C’est fait. Je suis une falaise, cernée par les ressacs et leurs doigts gantés, façonnée par le
claquement des vents, prise et tenue par les marées, phare immobile des tempêtes.
Ma patience érodée, ma vision noyée par le brouillard, je me tiens solidement, impassible et
hors du temps.
Parce que je ne pouvais pas accepter
les océans versatiles qui détruisent les barques de fortune
l’amertume des nuits noires sans espoir de repos.
À force de déluges et de chaleurs sèches, voilà. Je suis devenue une falaise.
Mon destin est peut-être d’attraper la terre par les pieds, d’enlacer les vagues, de bouger sans
avancer ; d’exister grâce à la danse du monde.

L’amour serré dans mon poing comme la flamme qui vacillante scelle le macramé à mon poignet.

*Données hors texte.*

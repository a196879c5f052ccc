// Copyright (c) 2025 Kirky.X
//
// Licensed under the MIT License
// See LICENSE file in the project root for full license information.

use crate::application::services::AppServices;
use crate::config::settings::CorsSettings;
use crate::presentation::handlers::{
    auth_handler, favorite_handler, health_handler, openkj_handler, request_handler, song_handler,
    venue_handler,
};
use crate::presentation::middleware::patron_auth_middleware::patron_auth_middleware;
use axum::{
    extract::Extension,
    http::HeaderValue,
    middleware,
    routing::{delete, get, post},
    Router,
};
use tower_http::cors::{AllowOrigin, Any, CorsLayer};
use tower_http::trace::TraceLayer;
use tracing::warn;


/// 创建应用路由
///
/// # 参数
///
/// * `services` - 已装配的领域服务
/// * `cors` - 跨域配置
///
/// # 返回值
///
/// 返回配置好的路由
pub fn routes(services: AppServices, cors: &CorsSettings) -> Router {
    let public_routes = Router::new()
        .route("/", get(health_handler::root))
        .route("/api/health", get(health_handler::health_check))
        .route("/api/openkj", post(openkj_handler::handle_command))
        .route("/api/songs/search", get(song_handler::search_songs))
        .route("/api/songs/artists", get(song_handler::list_artists))
        .route("/api/songs/{song_id}", get(song_handler::get_song))
        .route("/api/requests", post(request_handler::submit_request))
        .route(
            "/api/public/venues",
            get(venue_handler::list_public_venues),
        )
        .route("/api/auth/login", post(auth_handler::admin_login))
        .route(
            "/api/patron/auth/register",
            post(auth_handler::patron_register),
        )
        .route("/api/patron/auth/login", post(auth_handler::patron_login));

    let patron_routes = Router::new()
        .route(
            "/",
            get(favorite_handler::list_favorites).post(favorite_handler::add_favorite),
        )
        .route("/{song_id}", delete(favorite_handler::remove_favorite))
        .route_layer(middleware::from_fn_with_state(
            services.auth.clone(),
            patron_auth_middleware,
        ));

    Router::new()
        .merge(public_routes)
        .nest("/api/patron/favorites", patron_routes)
        .layer(Extension(services.openkj))
        .layer(Extension(services.songs))
        .layer(Extension(services.requests))
        .layer(Extension(services.venues))
        .layer(Extension(services.auth))
        .layer(Extension(services.favorites))
        .layer(TraceLayer::new_for_http())
        .layer(cors_layer(cors))
}

/// 按配置构建跨域层，来源列表为空时允许任意来源
pub fn cors_layer(settings: &CorsSettings) -> CorsLayer {
    let layer = CorsLayer::new().allow_methods(Any).allow_headers(Any);
    if settings.allowed_origins.is_empty() {
        return layer.allow_origin(Any);
    }

    let origins: Vec<HeaderValue> = settings
        .allowed_origins
        .iter()
        .filter_map(|origin| match HeaderValue::from_str(origin.trim()) {
            Ok(value) => Some(value),
            Err(_) => {
                warn!(origin = %origin, "Ignoring invalid CORS origin");
                None
            }
        })
        .collect();
    layer.allow_origin(AllowOrigin::list(origins))
}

La confiance est une pièce de soie, j’espère toujours qu’elle s’enroule dans une étreinte, mouvante, délicate. Elle ne me quitte pas tout en restant étrangère. Je suis étonnée de ma relation à la confiance, lame de fond qui discute avec mon entourage, se sert de ma bouche et de mes mains, provoque la vie et ajuste le loup sur mes yeux parce que j’ai besoin de lunettes
pour filtrer les spectres nichés dans la lumière. On n’est pas exempt de violence quand tout
autour est fragile.

Fragile comme une voix qui se brise, dans le froncement diffus et éparse de ma robe péniblement recousue. La fragilité, le fil solide, infini tant que je ne me décide pas à le couper.
Insolite, libre.
À quand la liberté ? C’était quelle date déjà le rendez-vous?
Je caresse chaleureusement mes compagnes de route même si franchement je vois bien qu’elles m’évitent. Elles font des choses ensemble et ne me convient pas, et je me retrouve en tête à tête avec la maîtrise, la dernière connaissance, ou la première, ça dépend comment on regarde, le roc, la charnière, la poulie, la main ultime toujours tendue, ma boussole des sens contraires, le corset qui ne sert à rien d’autre que se moquer de l’air qui cherche mes poumons, et mes poumons appellent à l’air eux-aussi.
Alors que je tiens debout.


J’aime pas la honte. Elle a le sans-gêne des fascistes. Elle essaie âcre et sèche de s’inviter dans mon milieu, rôdeuse, ombre des bas-fond ; tueuse d’aspérités.
Nous sommes des petits papiers pliés remplis de mots et de poussière.

Il y a une soirée
Elle est comme celle d’avant, je rentre chargée comme une bête de somme, bandée par les oripeaux du jour qui me collent gentiment les baskets dans chaque pièce de la maison. De l’entrée à la cuisine. Du sac posé par terre au verre d’eau. Du passage à la salle de bain jusqu’à la chambre. Vieux malaise du cargo qui tangue à l’entrée du port, un peu trop gros, un peu perdu entre des rythmes.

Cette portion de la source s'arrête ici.